* Assignment *
Using the entries below, say how many of the lines carry "exactly". Write the number alone.

* Dataset records *
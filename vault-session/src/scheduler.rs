//! Trigger-driven task scheduling.
//!
//! A [`TaskScheduler`] keeps asking its [`Trigger`] for the next execution
//! time and runs the task at each one until the trigger returns `None`.
//! [`OneShotTrigger`] answers exactly once, so a task scheduled with it runs
//! exactly once no matter how the scheduler handles repetition.

use crate::error::{VaultError, VaultResult};
use futures::FutureExt;
use std::{
    any::Any,
    future::Future,
    panic::AssertUnwindSafe,
    pin::Pin,
    sync::{
        Arc,
        atomic::{AtomicBool, Ordering},
    },
    time::Duration,
};
use tokio::{runtime::Handle, task::AbortHandle, time::Instant};
use tracing::{error, trace};

/// Stand-in for delays past what [`Instant`] can represent: about 30 years.
const FAR_FUTURE: Duration = Duration::from_secs(86_400 * 365 * 30);

/// Future produced by a [`Task`] invocation.
pub type TaskFuture = Pin<Box<dyn Future<Output = ()> + Send + 'static>>;

/// A reusable asynchronous callback.
pub type Task = Arc<dyn Fn() -> TaskFuture + Send + Sync>;

/// Execution history handed to a [`Trigger`].
#[derive(Debug, Clone, Copy, Default)]
pub struct TriggerContext {
    last_scheduled: Option<Instant>,
    last_completion: Option<Instant>,
}

impl TriggerContext {
    /// Instant the previous execution was scheduled for.
    #[must_use]
    pub const fn last_scheduled_time(&self) -> Option<Instant> {
        self.last_scheduled
    }

    /// Instant the previous execution completed.
    #[must_use]
    pub const fn last_completion_time(&self) -> Option<Instant> {
        self.last_completion
    }

    /// Record a finished execution.
    pub fn update(&mut self, scheduled: Instant, completion: Instant) {
        self.last_scheduled = Some(scheduled);
        self.last_completion = Some(completion);
    }
}

/// Decides when a scheduled task runs next.
pub trait Trigger: Send + Sync {
    /// Next execution time, or `None` when the task must not run again.
    fn next_execution_time(&self, context: &TriggerContext) -> Option<Instant>;
}

/// Trigger yielding a single execution time `delay` after its first query.
///
/// Delays that overflow the clock are clamped to a far-future instant.
#[derive(Debug)]
pub struct OneShotTrigger {
    fired: AtomicBool,
    delay: Duration,
}

impl OneShotTrigger {
    /// Create a trigger firing once after `delay`.
    #[must_use]
    pub const fn new(delay: Duration) -> Self {
        Self {
            fired: AtomicBool::new(false),
            delay,
        }
    }

    /// Delay between the first query and the execution time.
    #[must_use]
    pub const fn delay(&self) -> Duration {
        self.delay
    }
}

impl Trigger for OneShotTrigger {
    fn next_execution_time(&self, _context: &TriggerContext) -> Option<Instant> {
        self.fired
            .compare_exchange(false, true, Ordering::AcqRel, Ordering::Acquire)
            .ok()
            .map(|_| {
                let now = Instant::now();
                now.checked_add(self.delay)
                    .or_else(|| now.checked_add(FAR_FUTURE))
                    .unwrap_or(now)
            })
    }
}

/// Handle to a scheduled task.
///
/// Dropping the handle does not cancel the task.
#[derive(Debug, Clone, Default)]
pub struct ScheduledTask {
    cancelled: Arc<AtomicBool>,
    abort: Option<AbortHandle>,
}

impl ScheduledTask {
    /// Create a handle not yet tied to a tokio task.
    #[must_use]
    pub fn new() -> Self {
        Self::default()
    }

    /// Abort `handle` when this task is cancelled.
    #[must_use]
    pub fn with_abort_handle(mut self, handle: AbortHandle) -> Self {
        self.abort = Some(handle);
        self
    }

    /// Prevent any further execution.
    pub fn cancel(&self) {
        self.cancelled.store(true, Ordering::Release);
        if let Some(handle) = &self.abort {
            handle.abort();
        }
    }

    /// Whether [`cancel`](Self::cancel) was called on this handle or a clone.
    #[must_use]
    pub fn is_cancelled(&self) -> bool {
        self.cancelled.load(Ordering::Acquire)
    }
}

/// Runs tasks at the times chosen by their trigger.
pub trait TaskScheduler: Send + Sync {
    /// Schedule `task`; the trigger is queried before every execution.
    fn schedule(&self, task: Task, trigger: Arc<dyn Trigger>) -> ScheduledTask;
}

/// [`TaskScheduler`] spawning one tokio task per scheduling call.
///
/// A panic inside the task is caught and logged at `error`; the trigger is
/// still asked for the next execution.
#[derive(Debug, Clone)]
pub struct TokioScheduler {
    handle: Handle,
}

impl TokioScheduler {
    /// Schedule onto the given runtime.
    #[must_use]
    pub const fn new(handle: Handle) -> Self {
        Self { handle }
    }

    /// Schedule onto the runtime of the calling context.
    ///
    /// # Errors
    ///
    /// Returns [`VaultError::InvalidConfig`] outside a tokio runtime.
    pub fn current() -> VaultResult<Self> {
        Handle::try_current()
            .map(Self::new)
            .map_err(|e| VaultError::invalid_config(format!("no tokio runtime: {e}")))
    }
}

impl TaskScheduler for TokioScheduler {
    fn schedule(&self, task: Task, trigger: Arc<dyn Trigger>) -> ScheduledTask {
        let scheduled = ScheduledTask::new();
        let cancelled = scheduled.clone();

        let join = self.handle.spawn(async move {
            let mut context = TriggerContext::default();
            while let Some(at) = trigger.next_execution_time(&context) {
                tokio::time::sleep_until(at).await;
                if cancelled.is_cancelled() {
                    trace!("Scheduled task cancelled before execution");
                    break;
                }
                if let Err(panic) = AssertUnwindSafe(task()).catch_unwind().await {
                    error!(panic = panic_message(&*panic), "Scheduled task panicked");
                }
                context.update(at, Instant::now());
            }
        });

        scheduled.with_abort_handle(join.abort_handle())
    }
}

fn panic_message(payload: &(dyn Any + Send)) -> &str {
    payload
        .downcast_ref::<&str>()
        .copied()
        .or_else(|| payload.downcast_ref::<String>().map(String::as_str))
        .unwrap_or("non-string panic payload")
}

#[cfg(test)]
mod tests {
    use super::*;
    use std::sync::atomic::AtomicUsize;

    fn counting_task(counter: &Arc<AtomicUsize>) -> Task {
        let counter = Arc::clone(counter);
        Arc::new(move || -> TaskFuture {
            let counter = Arc::clone(&counter);
            Box::pin(async move {
                counter.fetch_add(1, Ordering::SeqCst);
            })
        })
    }

    struct EveryTrigger {
        period: Duration,
        remaining: AtomicUsize,
    }

    impl Trigger for EveryTrigger {
        fn next_execution_time(&self, context: &TriggerContext) -> Option<Instant> {
            let left = self.remaining.load(Ordering::SeqCst);
            if left == 0 {
                return None;
            }
            self.remaining.store(left - 1, Ordering::SeqCst);
            let base = context.last_completion_time().unwrap_or_else(Instant::now);
            Some(base + self.period)
        }
    }

    #[tokio::test(start_paused = true)]
    async fn test_one_shot_trigger_fires_once() {
        let trigger = OneShotTrigger::new(Duration::from_secs(5));
        let context = TriggerContext::default();

        let first = trigger.next_execution_time(&context).unwrap();
        assert_eq!(first - Instant::now(), Duration::from_secs(5));
        assert!(trigger.next_execution_time(&context).is_none());
        assert!(trigger.next_execution_time(&context).is_none());
    }

    #[tokio::test(start_paused = true)]
    async fn test_tokio_scheduler_runs_once_after_delay() {
        let counter = Arc::new(AtomicUsize::new(0));
        let scheduler = TokioScheduler::current().unwrap();

        scheduler.schedule(
            counting_task(&counter),
            Arc::new(OneShotTrigger::new(Duration::from_secs(5))),
        );

        tokio::time::sleep(Duration::from_secs(4)).await;
        assert_eq!(counter.load(Ordering::SeqCst), 0);

        tokio::time::sleep(Duration::from_secs(2)).await;
        assert_eq!(counter.load(Ordering::SeqCst), 1);

        tokio::time::sleep(Duration::from_secs(60)).await;
        assert_eq!(counter.load(Ordering::SeqCst), 1);
    }

    #[tokio::test(start_paused = true)]
    async fn test_tokio_scheduler_honours_repeating_trigger() {
        let counter = Arc::new(AtomicUsize::new(0));
        let scheduler = TokioScheduler::current().unwrap();

        scheduler.schedule(
            counting_task(&counter),
            Arc::new(EveryTrigger {
                period: Duration::from_secs(1),
                remaining: AtomicUsize::new(3),
            }),
        );

        tokio::time::sleep(Duration::from_secs(10)).await;
        assert_eq!(counter.load(Ordering::SeqCst), 3);
    }

    #[tokio::test(start_paused = true)]
    async fn test_cancelled_task_never_runs() {
        let counter = Arc::new(AtomicUsize::new(0));
        let scheduler = TokioScheduler::current().unwrap();

        let handle = scheduler.schedule(
            counting_task(&counter),
            Arc::new(OneShotTrigger::new(Duration::from_secs(1))),
        );
        handle.cancel();
        assert!(handle.is_cancelled());

        tokio::time::sleep(Duration::from_secs(5)).await;
        assert_eq!(counter.load(Ordering::SeqCst), 0);
    }

    #[tokio::test(start_paused = true)]
    async fn test_panicking_task_does_not_stop_scheduler() {
        let counter = Arc::new(AtomicUsize::new(0));
        let scheduler = TokioScheduler::current().unwrap();

        let panicking: Task = Arc::new(|| -> TaskFuture {
            Box::pin(async {
                if std::hint::black_box(true) {
                    panic!("renewal blew up");
                }
            })
        });
        scheduler.schedule(panicking, Arc::new(OneShotTrigger::new(Duration::from_secs(1))));
        scheduler.schedule(
            counting_task(&counter),
            Arc::new(OneShotTrigger::new(Duration::from_secs(2))),
        );

        tokio::time::sleep(Duration::from_secs(3)).await;
        assert_eq!(counter.load(Ordering::SeqCst), 1);
    }

    #[tokio::test(start_paused = true)]
    async fn test_one_shot_trigger_clamps_overflowing_delay() {
        let trigger = OneShotTrigger::new(Duration::from_secs(u64::MAX));

        let at = trigger
            .next_execution_time(&TriggerContext::default())
            .unwrap();
        assert!(at - Instant::now() >= Duration::from_secs(86_400 * 365));
    }

    #[tokio::test(start_paused = true)]
    async fn test_tokio_scheduler_keeps_going_after_panic() {
        let runs = Arc::new(AtomicUsize::new(0));
        let counter = Arc::clone(&runs);
        let task: Task = Arc::new(move || -> TaskFuture {
            let counter = Arc::clone(&counter);
            Box::pin(async move {
                if counter.fetch_add(1, Ordering::SeqCst) == 0 {
                    panic!("first run blew up");
                }
            })
        });

        let scheduler = TokioScheduler::current().unwrap();
        scheduler.schedule(
            task,
            Arc::new(EveryTrigger {
                period: Duration::from_secs(1),
                remaining: AtomicUsize::new(3),
            }),
        );

        tokio::time::sleep(Duration::from_secs(10)).await;
        assert_eq!(runs.load(Ordering::SeqCst), 3);
    }

    #[derive(Clone, Default)]
    struct CapturedLogs(Arc<std::sync::Mutex<Vec<u8>>>);

    impl std::io::Write for CapturedLogs {
        fn write(&mut self, buf: &[u8]) -> std::io::Result<usize> {
            self.0.lock().unwrap().extend_from_slice(buf);
            Ok(buf.len())
        }

        fn flush(&mut self) -> std::io::Result<()> {
            Ok(())
        }
    }

    impl<'a> tracing_subscriber::fmt::MakeWriter<'a> for CapturedLogs {
        type Writer = Self;

        fn make_writer(&'a self) -> Self::Writer {
            self.clone()
        }
    }

    #[test]
    fn test_panicking_task_is_logged() {
        let logs = CapturedLogs::default();
        let subscriber = tracing_subscriber::fmt()
            .with_writer(logs.clone())
            .with_ansi(false)
            .finish();
        let _guard = tracing::subscriber::set_default(subscriber);

        let runtime = tokio::runtime::Builder::new_current_thread()
            .enable_time()
            .start_paused(true)
            .build()
            .unwrap();
        runtime.block_on(async {
            let panicking: Task = Arc::new(|| -> TaskFuture {
                Box::pin(async {
                    if std::hint::black_box(true) {
                        panic!("renewal blew up");
                    }
                })
            });
            let scheduler = TokioScheduler::current().unwrap();
            scheduler.schedule(panicking, Arc::new(OneShotTrigger::new(Duration::from_secs(1))));
            tokio::time::sleep(Duration::from_secs(3)).await;
        });

        let output = String::from_utf8(logs.0.lock().unwrap().clone()).unwrap();
        assert!(output.contains("Scheduled task panicked"));
        assert!(output.contains("renewal blew up"));
    }

    #[test]
    fn test_current_outside_runtime() {
        assert!(matches!(
            TokioScheduler::current(),
            Err(VaultError::InvalidConfig(_))
        ));
    }
}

* The completed task *
2